Crise politique, défi démocratique : Le Maroc à la croisée des chemins


Mohamed Assouali
Mardi 13 Mai 2025

Crise politique, défi démocratique : Le Maroc à la croisée des chemins
Lorsqu’un peuple perd confiance en ses institutions, il ne lui reste que la rue ou l’exil. Cette formule résume avec acuité le malaise profond que traverse le Maroc. Le pays s’enlise dans une crise multiforme, à la fois politique, économique, sociale et institutionnelle, et tandis que les signaux d’alerte se multiplient, les attentes citoyennes demeurent sans réponse.

Un pays à bout de souffle : quand le modèle s’effondre

Le silence n’est plus une option. L’inaction est désormais synonyme de complicité. L’heure est venue de restaurer la primauté de la politique comme outil de transformation et de justice. Le gouvernement en place, s’il est majoritaire en sièges, est clairement minoritaire quant à la place qu'il occupe dans les cœurs. Il incarne une gestion technocratique déconnectée du réel, sans vision stratégique claire, ni horizon mobilisateur.

Alors que des pays comme l’Espagne ou le Portugal ont fait le pari d’un redressement fondé sur l’équité sociale, le Maroc s’enferme dans des politiques d’austérité stériles, aggravant les inégalités régionales et sectorielles. Le chômage global a dépassé les 13,5% en 2024, celui des jeunes atteint 38 %, et l’inflation se stabilise à un niveau élevé, dépassant 5,7%. La classe moyenne s’effondre lentement sous le poids d’une précarité devenue structurelle.

Les programmes annoncés tels qu’Awrach, Forsa, Intilaka, ou encore la généralisation de la protection sociale, peinent à produire des effets tangibles, minés par des défaillances dans leur mise en œuvre, par l’absence de pilotage et de contrôle, et par une gouvernance fragmentée.

En avril 2025, le Conseil économique, social et environnemental a lui-même appelé à un virage structurel urgent, soulignant l’écart inquiétant entre les promesses affichées et les résultats obtenus.
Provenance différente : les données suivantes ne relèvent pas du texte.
// Copyright 2023-Present Datadog, Inc. https://www.datadoghq.com/
// SPDX-License-Identifier: Apache-2.0

//! Buffered writer for storage-style sinks.
//!
//! Serialized records accumulate in a single fixed-size memory buffer. The
//! buffer is written out as one object when the next record does not fit,
//! when the flush timer fires, on an explicit [`BufferedRetryingWriter::flush`]
//! and on [`BufferedRetryingWriter::close`].
//!
//! ```text
//!   write_record ──> [ buffer ] ──> compress ──> random target ──> on_written
//!                        ^                            │
//!                        └── kept on exhausted retry ─┘
//! ```
//!
//! Each write picks a random target. A `NotFound` failure creates the
//! container once and retries on the same target; any other failure moves to
//! a different target. After `max_write_attempts` failures the error is
//! returned to the caller and the buffer keeps its contents.

use std::sync::atomic::{AtomicU64, Ordering};
use std::sync::{Arc, Mutex as StdMutex};

use async_trait::async_trait;
use chrono::Utc;
use tokio::sync::{Mutex, Notify};
use tokio::task::JoinHandle;
use tokio_util::sync::CancellationToken;
use tracing::{debug, error, info, warn};

use crate::buffer::MemoryAccumulationBuffer;
use crate::config::BufferConfig;
use crate::errors::{BoxError, ConfigError, WriteError};
use crate::naming::{object_name, ContainerNamer};
use crate::target::{BackingTarget, Destination, TargetSet};

/// Longest prefix of an oversize record included in the drop diagnostic.
const MAX_DUMP_SIZE_BYTES: usize = 1000;

/// Notified after every successful object write.
#[async_trait]
pub trait WrittenCallback: Send + Sync {
    async fn on_written(&self, destination: &Destination) -> Result<(), BoxError>;
}

#[derive(Debug, Clone, Copy, Default)]
pub struct NoopCallback;

#[async_trait]
impl WrittenCallback for NoopCallback {
    async fn on_written(&self, _destination: &Destination) -> Result<(), BoxError> {
        Ok(())
    }
}

#[derive(Debug, Clone)]
pub struct WriterSettings {
    /// Included in every object name.
    pub data_source: String,
    /// Object extension before compression, e.g. `json`.
    pub file_type: String,
    pub containers: ContainerNamer,
}

#[derive(Debug, Clone, Copy, PartialEq, Eq)]
pub enum WriteOutcome {
    Buffered,
    /// The buffer was written out to make room for the record.
    FlushedThenBuffered,
    /// The record is larger than the whole buffer and was discarded.
    DroppedOversize,
}

struct State {
    buffer: MemoryAccumulationBuffer,
    closed: bool,
}

struct Inner {
    state: Mutex<State>,
    targets: TargetSet,
    callback: Arc<dyn WrittenCallback>,
    config: BufferConfig,
    data_source: String,
    file_type: String,
    containers: ContainerNamer,
    records_total: AtomicU64,
    oversize_drops: AtomicU64,
    flush_reset: Notify,
}

pub struct BufferedRetryingWriter {
    inner: Arc<Inner>,
    cancel_token: CancellationToken,
    timer: StdMutex<Option<JoinHandle<()>>>,
}

impl BufferedRetryingWriter {
    /// Creates the writer and spawns its flush timer on the current runtime.
    pub fn start(
        config: BufferConfig,
        targets: TargetSet,
        settings: WriterSettings,
        callback: Arc<dyn WrittenCallback>,
    ) -> Result<Self, ConfigError> {
        config.validate()?;

        let file_type = match config.compression.extension() {
            Some(extension) => format!("{}.{extension}", settings.file_type),
            None => settings.file_type,
        };

        let inner = Arc::new(Inner {
            state: Mutex::new(State {
                buffer: MemoryAccumulationBuffer::new(config.capacity_bytes),
                closed: false,
            }),
            targets,
            callback,
            data_source: settings.data_source,
            file_type,
            containers: settings.containers,
            records_total: AtomicU64::new(0),
            oversize_drops: AtomicU64::new(0),
            flush_reset: Notify::new(),
            config,
        });

        let cancel_token = CancellationToken::new();
        let timer = tokio::spawn(run_flush_timer(Arc::clone(&inner), cancel_token.clone()));

        Ok(Self {
            inner,
            cancel_token,
            timer: StdMutex::new(Some(timer)),
        })
    }

    /// Buffers one serialized record, writing out the current buffer first
    /// when the record does not fit behind it.
    ///
    /// Fails only when that write exhausts its retries; the record is then
    /// not buffered.
    pub async fn write_record(&self, record: &[u8]) -> Result<WriteOutcome, WriteError> {
        let mut state = self.inner.state.lock().await;
        if state.closed {
            return Err(WriteError::Closed);
        }

        let capacity = state.buffer.capacity();
        if record.len() > capacity {
            self.inner.drop_oversize(record, capacity);
            return Ok(WriteOutcome::DroppedOversize);
        }

        if state.buffer.try_append(record) {
            self.inner.records_total.fetch_add(1, Ordering::Relaxed);
            return Ok(WriteOutcome::Buffered);
        }

        self.inner.write_buffer(&mut state).await?;

        let appended = state.buffer.try_append(record);
        debug_assert!(appended, "a record within capacity fits an empty buffer");
        self.inner.records_total.fetch_add(1, Ordering::Relaxed);
        Ok(WriteOutcome::FlushedThenBuffered)
    }

    /// Writes out any buffered records.
    pub async fn flush(&self) -> Result<(), WriteError> {
        let mut state = self.inner.state.lock().await;
        self.inner.flush_pending(&mut state).await
    }

    /// Writes out whatever is still buffered, then stops the flush timer.
    ///
    /// If that final write fails the error is returned and the writer stays
    /// open with its timer running, so `close` can be called again.
    pub async fn close(&self) -> Result<(), WriteError> {
        {
            let mut state = self.inner.state.lock().await;
            if state.closed {
                return Ok(());
            }
            self.inner.flush_pending(&mut state).await?;
            state.closed = true;
        }

        self.cancel_token.cancel();
        let timer = self.timer.lock().ok().and_then(|mut timer| timer.take());
        if let Some(timer) = timer {
            if let Err(e) = timer.await {
                error!("Buffer flush timer failed: {e}");
            }
        }
        debug!("Buffered writer for {} closed", self.inner.data_source);
        Ok(())
    }

    /// Records accepted into the buffer over the writer's lifetime.
    #[must_use]
    pub fn records_total(&self) -> u64 {
        self.inner.records_total.load(Ordering::Relaxed)
    }

    #[must_use]
    pub fn oversize_drops(&self) -> u64 {
        self.inner.oversize_drops.load(Ordering::Relaxed)
    }

    /// Bytes currently waiting in the buffer.
    pub async fn buffered_len(&self) -> usize {
        self.inner.state.lock().await.buffer.len()
    }

    /// File type of written objects, compression suffix included.
    #[must_use]
    pub fn file_type(&self) -> &str {
        &self.inner.file_type
    }
}

impl Drop for BufferedRetryingWriter {
    fn drop(&mut self) {
        self.cancel_token.cancel();
        if let Ok(state) = self.inner.state.try_lock() {
            if !state.closed && !state.buffer.is_empty() {
                warn!(
                    "Buffered writer for {} dropped without close, {} bytes were not written",
                    self.inner.data_source,
                    state.buffer.len()
                );
            }
        }
    }
}

impl Inner {
    async fn flush_pending(&self, state: &mut State) -> Result<(), WriteError> {
        if state.buffer.is_empty() {
            return Ok(());
        }
        debug!(
            "Flushing {} bytes containing {} records for {}",
            state.buffer.len(),
            state.buffer.record_count(),
            self.data_source
        );
        self.write_buffer(state).await
    }

    /// Compresses the buffer, writes it to a target and clears it. On error
    /// the buffer is left as it was.
    async fn write_buffer(&self, state: &mut State) -> Result<(), WriteError> {
        if state.buffer.is_empty() {
            return Ok(());
        }

        let records = state.buffer.record_count();
        let now = Utc::now();
        let container = self.containers.name_at(now);
        // One name per flush: retries of the same buffer overwrite rather
        // than duplicate on a target.
        let name = object_name(&self.data_source, &self.file_type, now);

        let (destination, written) = {
            let payload = self.config.compression.compress(state.buffer.as_bytes())?;
            let destination = self.write_with_failover(&container, &name, &payload).await?;
            (destination, payload.len())
        };

        if let Err(e) = self.callback.on_written(&destination).await {
            error!("Written callback failed for {destination}: {e}");
        }
        self.flush_reset.notify_one();

        info!(
            "Wrote {written} bytes ({}) to {destination}, containing {records} records, total {}",
            self.config.compression.label(),
            self.records_total.load(Ordering::Relaxed)
        );
        state.buffer.clear();
        Ok(())
    }

    async fn write_with_failover(
        &self,
        container: &str,
        name: &str,
        payload: &[u8],
    ) -> Result<Destination, WriteError> {
        let mut index = self.targets.pick();
        let mut create_attempted = vec![false; self.targets.len()];
        let mut attempts = 0;

        loop {
            attempts += 1;
            let Some(target) = self.targets.get(index) else {
                return Err(WriteError::NoTargets);
            };
            let destination = Destination::new(target.id(), container, name);

            let err = match target.write_bytes(&destination, payload).await {
                Ok(()) => return Ok(destination),
                Err(err) => err,
            };

            if attempts >= self.config.max_write_attempts {
                error!(
                    "Failed to write {destination} after {attempts} attempts, retries exhausted: {err}"
                );
                return Err(WriteError::RetriesExhausted {
                    attempts,
                    last: err,
                });
            }
            error!("Failed to write {destination} on attempt {attempts}, retrying: {err}");

            let retry_same_target = if err.is_not_found() && !create_attempted[index] {
                create_attempted[index] = true;
                create_container(target.as_ref(), container).await
            } else {
                false
            };
            if !retry_same_target {
                index = self.targets.pick_other(index);
            }
        }
    }

    fn drop_oversize(&self, record: &[u8], capacity: usize) {
        self.oversize_drops.fetch_add(1, Ordering::Relaxed);
        let snippet = String::from_utf8_lossy(&record[..record.len().min(MAX_DUMP_SIZE_BYTES)]);
        error!(
            "Record too large for {}, dropping it. Record={} bytes, buffer={capacity} bytes: \
             {snippet}",
            self.data_source,
            record.len()
        );
    }
}

async fn create_container(target: &dyn BackingTarget, container: &str) -> bool {
    match target.create_container(container).await {
        Ok(created) => {
            info!(
                "Container {container} not found on {}, create attempt resulted {created}",
                target.id()
            );
            true
        }
        Err(e) => {
            error!("Failed to create container {container} on {}: {e}", target.id());
            false
        }
    }
}

async fn run_flush_timer(inner: Arc<Inner>, cancel_token: CancellationToken) {
    debug!("Buffer flush timer for {} started", inner.data_source);
    loop {
        tokio::select! {
            () = cancel_token.cancelled() => break,
            // A successful write restarts the interval.
            () = inner.flush_reset.notified() => {}
            () = tokio::time::sleep(inner.config.flush_interval) => {
                let mut state = inner.state.lock().await;
                if let Err(e) = inner.flush_pending(&mut state).await {
                    error!("Timed flush for {} failed: {e}", inner.data_source);
                }
            }
        }
    }
    debug!("Buffer flush timer for {} stopped", inner.data_source);
}
// Copyright 2023-Present Datadog, Inc. https://www.datadoghq.com/
// SPDX-License-Identifier: Apache-2.0

#![allow(dead_code)]

use std::sync::atomic::{AtomicBool, AtomicUsize, Ordering};
use std::sync::Arc;
use std::time::Duration;

use async_trait::async_trait;
use telemetry_pipeline::{
    BackingTarget, Batch, BoxError, Destination, PipelineConfig, Publisher, TargetError,
};
use tokio::sync::{mpsc, Semaphore};
use tokio::time::Instant;

pub fn pipeline_config(max_window_count: usize, window_size: Duration) -> PipelineConfig {
    PipelineConfig {
        max_backlog: 1000,
        max_window_count,
        window_size,
        max_pending_batches: 3,
    }
}

/// Forwards every published batch, with the time it arrived, to the test.
pub struct CollectingPublisher<T> {
    tx: mpsc::UnboundedSender<(Instant, Batch<T>)>,
}

impl<T> CollectingPublisher<T> {
    pub fn new() -> (Self, mpsc::UnboundedReceiver<(Instant, Batch<T>)>) {
        let (tx, rx) = mpsc::unbounded_channel();
        (Self { tx }, rx)
    }
}

#[async_trait]
impl<T: Send + 'static> Publisher<T> for CollectingPublisher<T> {
    async fn publish(&self, batch: Batch<T>) -> Result<(), BoxError> {
        self.tx
            .send((Instant::now(), batch))
            .map_err(|_| "test receiver dropped")?;
        Ok(())
    }
}

/// Collects batches, but only once the test hands out permits.
pub struct GatedPublisher<T> {
    pub gate: Arc<Semaphore>,
    pub started: Arc<AtomicUsize>,
    inner: CollectingPublisher<T>,
}

impl<T> GatedPublisher<T> {
    pub fn new() -> (Self, mpsc::UnboundedReceiver<(Instant, Batch<T>)>) {
        let (inner, rx) = CollectingPublisher::new();
        (
            Self {
                gate: Arc::new(Semaphore::new(0)),
                started: Arc::new(AtomicUsize::new(0)),
                inner,
            },
            rx,
        )
    }
}

#[async_trait]
impl<T: Send + 'static> Publisher<T> for GatedPublisher<T> {
    async fn publish(&self, batch: Batch<T>) -> Result<(), BoxError> {
        self.started.fetch_add(1, Ordering::SeqCst);
        self.gate.acquire().await?.forget();
        self.inner.publish(batch).await
    }
}

pub fn drain<T>(rx: &mut mpsc::UnboundedReceiver<(Instant, Batch<T>)>) -> Vec<Batch<T>> {
    let mut batches = Vec::new();
    while let Ok((_, batch)) = rx.try_recv() {
        batches.push(batch);
    }
    batches
}

/// Target whose writes fail with a non-classified error while `failing`
/// is set.
pub struct UnavailableTarget {
    id: String,
    pub failing: AtomicBool,
    pub attempts: AtomicUsize,
    pub delegate: Option<Arc<dyn BackingTarget>>,
}

impl UnavailableTarget {
    pub fn new(id: &str) -> Arc<Self> {
        Arc::new(Self {
            id: id.to_string(),
            failing: AtomicBool::new(true),
            attempts: AtomicUsize::new(0),
            delegate: None,
        })
    }

    /// Fails until `failing` is cleared, then writes through `delegate`.
    pub fn recovering(id: &str, delegate: Arc<dyn BackingTarget>) -> Arc<Self> {
        Arc::new(Self {
            id: id.to_string(),
            failing: AtomicBool::new(true),
            attempts: AtomicUsize::new(0),
            delegate: Some(delegate),
        })
    }
}

#[async_trait]
impl BackingTarget for UnavailableTarget {
    fn id(&self) -> &str {
        &self.id
    }

    async fn create_container(&self, container: &str) -> Result<bool, TargetError> {
        match &self.delegate {
            Some(delegate) => delegate.create_container(container).await,
            None => Err(TargetError::other(&self.id, "service unavailable")),
        }
    }

    async fn write_bytes(
        &self,
        destination: &Destination,
        bytes: &[u8],
    ) -> Result<(), TargetError> {
        self.attempts.fetch_add(1, Ordering::SeqCst);
        if self.failing.load(Ordering::SeqCst) {
            return Err(TargetError::other(&self.id, "service unavailable"));
        }
        match &self.delegate {
            Some(delegate) => delegate.write_bytes(destination, bytes).await,
            None => Err(TargetError::other(&self.id, "no delegate")),
        }
    }
}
Plus grave encore, les institutions de régulation et de contrôle, telles que le Conseil de la concurrence, la Cour des comptes ou l’Instance de probité, font l’objet de tentatives d’alignement partisan, menaçant leur indépendance et sapant les fondements de l’État de droit.

Ce recul démocratique favorise l’impunité, banalise la rente et concentre le pouvoir entre les mains d’une élite peu redevable. La logique comptable domine les choix budgétaires, reléguant les besoins essentiels des citoyens au second plan : se soigner, apprendre, se loger, travailler dignement. L’Etat social promis reste au stade du discours. Dans les zones marginalisées, le sentiment d’abandon est palpable, renforçant la rupture entre le centre décisionnel et les périphéries sociales et territoriales.

Une opposition de rupture face à l’impasse gouvernementale

Face à cette décomposition silencieuse, l’Union Socialiste des Forces Populaires a décidé d’assumer pleinement ses responsabilités en déposant une motion de censure.
Ce geste, loin d’être symbolique, vise à rappeler que la démocratie repose sur le respect des équilibres institutionnels, sur la force du débat, et sur la légitimité populaire. Il s’agit d’un sursaut politique qui cherche à redonner au Parlement son rôle de levier du contrôle et de l’impulsion, et à briser la logique de domination numérique qui nie toute pluralité constructive. Comme l’a affirmé le Premier secrétaire de l’USFP, Driss Lachguar, il est temps de rompre avec une gouvernance de communication pour reconstruire une gouvernance de confiance.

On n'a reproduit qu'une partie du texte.